Mobile World Congress

Ah, February, and that means one thing. Not the Super Bowl, but the annual jaunt to Mobile World Congress in Barcelona, Spain. If you're anyone who's anyone in mobile, you're heading to MWC.

And that, of course, means so will we. Mobile Nations will have a select team of ninja-editors heading out to Spain to cover what will no doubt once again be a crazy show.

And since it's been a while since we looked at the gear we're all using, what better time than before we pack up and hit the road. I've slimmed down massively what I haul around to events compared to days of old. Partly because my creaky old back hates carrying stuff and partly because a lot of it never left my bag.

So, this is what I'll be taking with me to MWC 2016.

The bag: Tylt Energi Backpack

Tylt Energi backpack

I acquired this bag a year ago on a trip to Las Vegas for CES and since then it's been my go-to event bag. It isn't the biggest, most spacious backpack I could find, but it has one neat trick that is perfect for trade show use: It comes with a 10,400mAh battery pack with a dedicated pocket and channels connecting the various compartments. That means you can pass cables through the internal spaces, hook up to your battery pack and keep stuff charged on the go with ease.

The Tylt Energy Backpack also has a protected pocket where, honestly, I usually keep my sunglasses and little else, and you can slide it over the handle of your rolling luggage to make life easier at the airport.

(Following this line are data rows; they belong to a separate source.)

//! Model assembly and inversion linking.
//!
//! Every kinetic mapping needs a reverse partner so the simulation can walk
//! jumps in both directions. Most transition sets contain their own
//! reverses; sets that do not are paired with another transition's set, and
//! sets with no partner at all receive a synthesized mirror model.

use crate::error::MappingError;
use crate::mapping::KineticMapping;
use crate::transition::KineticTransition;

/// Address of a mapping's inverse inside a built model list.
#[derive(Debug, Clone, Copy, PartialEq, Eq)]
pub struct InverseLink {
    /// Index of the model holding the inverse mapping.
    pub model_index: usize,
    /// Index of the inverse mapping within that model.
    pub mapping_index: usize,
}

/// A mapping together with the link to its geometric inverse.
#[derive(Debug, Clone, PartialEq)]
pub struct KineticMappingModel {
    /// The concrete mapping.
    pub mapping: KineticMapping,
    /// Where the reverse jump lives; `None` only during linking.
    pub inverse: Option<InverseLink>,
}

/// All mappings of one transition, fully inversion-linked after building.
#[derive(Debug, Clone, PartialEq)]
pub struct KineticTransitionModel {
    /// Index of the transition this model realizes.
    pub transition_index: usize,
    /// The mapping models in mapper order.
    pub mappings: Vec<KineticMappingModel>,
    /// Set on synthesized models: the model this one mirrors.
    pub mirror_of: Option<usize>,
}

impl KineticTransitionModel {
    /// Whether every mapping has found its inverse.
    pub fn is_fully_linked(&self) -> bool {
        self.mappings.iter().all(|m| m.inverse.is_some())
    }

    fn step_count(&self) -> Option<usize> {
        self.mappings.first().map(|m| m.mapping.step_count())
    }
}

/// Builds inversion-linked transition models.
pub struct KineticModelBuilder;

impl KineticModelBuilder {
    /// Map every transition and link all mappings to their inverses.
    ///
    /// Linking tries, in order: the transition's own mapping set (a set
    /// that contains its reverses links self-consistently), a combined set
    /// with another still-unlinked model of equal step count, and finally a
    /// synthesized mirror model holding the element-wise reversal of every
    /// mapping. Each attempt is transactional: a combined set that leaves
    /// any mapping unpaired is rolled back completely before the next
    /// strategy runs.
    pub fn build<M>(
        transitions: &[KineticTransition],
        mut map: M,
    ) -> Result<Vec<KineticTransitionModel>, MappingError>
    where
        M: FnMut(&KineticTransition) -> Result<Vec<KineticMapping>, MappingError>,
    {
        let mut models = Vec::with_capacity(transitions.len());
        for transition in transitions {
            let mappings = map(transition)?
                .into_iter()
                .map(|mapping| KineticMappingModel {
                    mapping,
                    inverse: None,
                })
                .collect();
            models.push(KineticTransitionModel {
                transition_index: transition.index,
                mappings,
                mirror_of: None,
            });
        }

        let original_count = models.len();
        for i in 0..original_count {
            if models[i].is_fully_linked() {
                continue;
            }
            if Self::try_link(&mut models, &[i]) {
                continue;
            }
            let steps = models[i].step_count();
            let mut paired = false;
            for j in (i + 1)..original_count {
                if models[j].is_fully_linked() || models[j].step_count() != steps {
                    continue;
                }
                if Self::try_link(&mut models, &[i, j]) {
                    paired = true;
                    break;
                }
            }
            if !paired {
                Self::synthesize_mirror(&mut models, i);
            }
        }
        Ok(models)
    }

    // Pair every unlinked mapping of the group with an unlinked inverse
    // from the group. All-or-nothing: on failure the group's links are
    // restored to their state before the call.
    fn try_link(models: &mut Vec<KineticTransitionModel>, group: &[usize]) -> bool {
        let backup: Vec<(usize, Vec<Option<InverseLink>>)> = group
            .iter()
            .map(|&m| (m, models[m].mappings.iter().map(|mm| mm.inverse).collect()))
            .collect();
        let mut success = true;
        'outer: for &mi in group {
            for idx in 0..models[mi].mappings.len() {
                if models[mi].mappings[idx].inverse.is_some() {
                    continue;
                }
                match Self::find_partner(models, group, mi, idx) {
                    Some((mj, jdx)) => {
                        models[mi].mappings[idx].inverse = Some(InverseLink {
                            model_index: mj,
                            mapping_index: jdx,
                        });
                        models[mj].mappings[jdx].inverse = Some(InverseLink {
                            model_index: mi,
                            mapping_index: idx,
                        });
                    }
                    None => {
                        success = false;
                        break 'outer;
                    }
                }
            }
        }
        if !success {
            for (m, links) in backup {
                for (k, link) in links.into_iter().enumerate() {
                    models[m].mappings[k].inverse = link;
                }
            }
        }
        success
    }

    fn find_partner(
        models: &[KineticTransitionModel],
        group: &[usize],
        mi: usize,
        idx: usize,
    ) -> Option<(usize, usize)> {
        let candidate = &models[mi].mappings[idx].mapping;
        for &mj in group {
            for (jdx, other) in models[mj].mappings.iter().enumerate() {
                if (mj, jdx) == (mi, idx) {
                    // A loop jump (equal endpoints) is its own inverse.
                    if candidate.is_geometric_inversion_of(candidate) {
                        return Some((mj, jdx));
                    }
                    continue;
                }
                if other.inverse.is_none()
                    && candidate.is_geometric_inversion_of(&other.mapping)
                {
                    return Some((mj, jdx));
                }
            }
        }
        None
    }

    // Append a model holding the reversal of every mapping of `source`,
    // linked pairwise to the source.
    fn synthesize_mirror(models: &mut Vec<KineticTransitionModel>, source: usize) {
        let mirror_index = models.len();
        let mirrored: Vec<KineticMappingModel> = models[source]
            .mappings
            .iter()
            .enumerate()
            .map(|(k, m)| KineticMappingModel {
                mapping: m.mapping.reversed(),
                inverse: Some(InverseLink {
                    model_index: source,
                    mapping_index: k,
                }),
            })
            .collect();
        for (k, m) in models[source].mappings.iter_mut().enumerate() {
            m.inverse = Some(InverseLink {
                model_index: mirror_index,
                mapping_index: k,
            });
        }
        models.push(KineticTransitionModel {
            transition_index: models[source].transition_index,
            mappings: mirrored,
            mirror_of: Some(source),
        });
    }
}

#[cfg(test)]
mod tests {
    use super::*;
    use crate::kinetic::KineticTransitionMapper;
    use halite_core::Fractional3D;
    use halite_encode::LatticeVector4D;
    use halite_test_utils::{
        cesium_chloride_encoder, cubic_point_group, simple_cubic_encoder, test_comparer,
        TableSpaceGroup,
    };
    use smallvec::smallvec;

    fn transition(index: usize, path: &[(f64, f64, f64)]) -> KineticTransition {
        KineticTransition::new(
            index,
            path.iter()
                .map(|&(a, b, c)| Fractional3D::new(a, b, c))
                .collect(),
        )
        .unwrap()
    }

    fn hand_mapping(index: usize, path4: &[(i32, i32, i32, i32)]) -> KineticMapping {
        KineticMapping {
            transition_index: index,
            encoded_path: path4
                .iter()
                .map(|&(a, b, c, p)| LatticeVector4D::new(a, b, c, p))
                .collect(),
            fractional_path: smallvec![Fractional3D::zero(); path4.len()],
        }
    }

    #[test]
    fn symmetric_set_links_self_consistently() {
        let encoder = simple_cubic_encoder(4.0);
        let group = TableSpaceGroup::new(cubic_point_group(), test_comparer());
        let mapper = KineticTransitionMapper::new(&group, &encoder);
        let transitions = [transition(0, &[(0.0, 0.0, 0.0), (1.0, 0.0, 0.0)])];
        let models =
            KineticModelBuilder::build(&transitions, |t| mapper.map(t)).unwrap();
        assert_eq!(models.len(), 1);
        assert!(models[0].is_fully_linked());
        assert!(models[0].mirror_of.is_none());
        // Every link is mutual and stays inside the model.
        for (k, m) in models[0].mappings.iter().enumerate() {
            let link = m.inverse.unwrap();
            assert_eq!(link.model_index, 0);
            let partner = &models[0].mappings[link.mapping_index];
            assert_eq!(
                partner.inverse,
                Some(InverseLink {
                    model_index: 0,
                    mapping_index: k
                })
            );
            assert!(m.mapping.is_geometric_inversion_of(&partner.mapping));
        }
    }

    #[test]
    fn forward_and_reverse_transitions_pair_up() {
        let encoder = cesium_chloride_encoder(4.0);
        let group = TableSpaceGroup::new(cubic_point_group(), test_comparer());
        let mapper = KineticTransitionMapper::new(&group, &encoder);
        let transitions = [
            transition(0, &[(0.0, 0.0, 0.0), (0.5, 0.5, 0.5)]),
            transition(1, &[(0.5, 0.5, 0.5), (1.0, 1.0, 1.0)]),
        ];
        let models =
            KineticModelBuilder::build(&transitions, |t| mapper.map(t)).unwrap();
        assert_eq!(models.len(), 2);
        for model in &models {
            assert!(model.is_fully_linked());
            assert!(model.mirror_of.is_none());
        }
        for m in &models[0].mappings {
            let link = m.inverse.unwrap();
            assert_eq!(link.model_index, 1);
            let partner = &models[1].mappings[link.mapping_index];
            assert!(m.mapping.is_geometric_inversion_of(&partner.mapping));
        }
    }

    #[test]
    fn unpaired_transition_receives_a_mirror_model() {
        let encoder = cesium_chloride_encoder(4.0);
        let group = TableSpaceGroup::new(cubic_point_group(), test_comparer());
        let mapper = KineticTransitionMapper::new(&group, &encoder);
        // Corner-to-center jumps only; the reverse direction starts on the
        // other sublattice and is not in the set.
        let transitions = [transition(0, &[(0.0, 0.0, 0.0), (0.5, 0.5, 0.5)])];
        let models =
            KineticModelBuilder::build(&transitions, |t| mapper.map(t)).unwrap();
        assert_eq!(models.len(), 2);
        assert_eq!(models[1].mirror_of, Some(0));
        assert_eq!(models[1].transition_index, 0);
        assert_eq!(models[0].mappings.len(), models[1].mappings.len());
        for (k, m) in models[0].mappings.iter().enumerate() {
            let mirror = &models[1].mappings[k];
            assert_eq!(mirror.mapping, m.mapping.reversed());
            assert_eq!(
                m.inverse,
                Some(InverseLink {
                    model_index: 1,
                    mapping_index: k
                })
            );
            assert_eq!(
                mirror.inverse,
                Some(InverseLink {
                    model_index: 0,
                    mapping_index: k
                })
            );
        }
    }

    #[test]
    fn failed_pairing_rolls_back_before_mirroring() {
        // Model 0 holds a lone +x jump; model 1 holds its -x inverse plus
        // an unrelated +y jump. The combined set links +x with -x, leaves
        // +y unpaired, and must then roll the tentative link back so both
        // models end up mirrored instead of half-linked.
        let sets = [
            vec![hand_mapping(0, &[(0, 0, 0, 0), (1, 0, 0, 0)])],
            vec![
                hand_mapping(1, &[(0, 0, 0, 0), (-1, 0, 0, 0)]),
                hand_mapping(1, &[(0, 0, 0, 0), (0, 1, 0, 0)]),
            ],
        ];
        let transitions = [
            transition(0, &[(0.0, 0.0, 0.0), (1.0, 0.0, 0.0)]),
            transition(1, &[(0.0, 0.0, 0.0), (-1.0, 0.0, 0.0)]),
        ];
        let models = KineticModelBuilder::build(&transitions, |t| {
            Ok(sets[t.index].clone())
        })
        .unwrap();
        assert_eq!(models.len(), 4);
        assert_eq!(models[2].mirror_of, Some(0));
        assert_eq!(models[3].mirror_of, Some(1));
        // The tentative +x/-x cross link must not survive the rollback.
        assert_eq!(
            models[0].mappings[0].inverse,
            Some(InverseLink {
                model_index: 2,
                mapping_index: 0
            })
        );
        assert_eq!(
            models[1].mappings[0].inverse,
            Some(InverseLink {
                model_index: 3,
                mapping_index: 0
            })
        );
        assert_eq!(
            models[1].mappings[1].inverse,
            Some(InverseLink {
                model_index: 3,
                mapping_index: 1
            })
        );
    }

    #[test]
    fn loop_jump_links_to_itself() {
        let sets = [vec![hand_mapping(0, &[(0, 0, 0, 0), (1, 0, 0, 0), (0, 0, 0, 0)])]];
        let transitions = [transition(
            0,
            &[(0.0, 0.0, 0.0), (1.0, 0.0, 0.0), (0.0, 0.0, 0.0)],
        )];
        let models = KineticModelBuilder::build(&transitions, |t| {
            Ok(sets[t.index].clone())
        })
        .unwrap();
        assert_eq!(models.len(), 1);
        assert_eq!(
            models[0].mappings[0].inverse,
            Some(InverseLink {
                model_index: 0,
                mapping_index: 0
            })
        );
    }

    #[test]
    fn mapper_errors_abort_the_build() {
        let transitions = [transition(0, &[(0.0, 0.0, 0.0), (1.0, 0.0, 0.0)])];
        let result = KineticModelBuilder::build(&transitions, |_| {
            Err(MappingError::LatticeMismatch {
                position: Fractional3D::zero(),
            })
        });
        assert!(matches!(
            result,
            Err(MappingError::LatticeMismatch { .. })
        ));
    }
}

It's pretty comfortable to wear for a long day on the show floor, has a separate padded space for laptops and hasn't yet left me wanting for more space. It's a little pricey, but it's a great bag for it.

See at Amazon

The laptop: Dell XPS 13

Dell XPS 13

Just before MWC 2015 I switched back to using Windows full time, due in part to my more focused work on our sister site, Windows Central. And in part due to the Dell XPS 13. Having attended the launch at CES 2015, I knew I had to have it. A year in, I haven't looked back.

Truth is most of what I used on Mac was cross-platform software anyway. Adobe Creative Cloud, Google Chrome, Microsoft Office, etc. I only needed to find a new video editor, which I did in Cyberlink's Powerdirector.

The configuration I have is probably overkill. It's a Broadwell Core i7 processor, 8GB of RAM and has the stunning QHD+ touch display. There's no real need for the Core i7 in my life, but when I ordered it here in the UK there was no other option. It was high end or no end.

But it's such an amazing laptop and it's perfect for travel. Has all the power I'll need, a battery that can see through 6-7 hours of real world use and it's so small. Dell made a big thing of squeezing a 13-inch notebook into an 11-inch form factor, and aside from being a little thicker, the footprint is the same as an 11-inch MacBook Air.

See at Microsoft

The phone: OnePlus X

OnePlus X

One of these is my current daily driver, one of these is a cellular hotspot with an enormous battery that I can also use as a phone if I need to.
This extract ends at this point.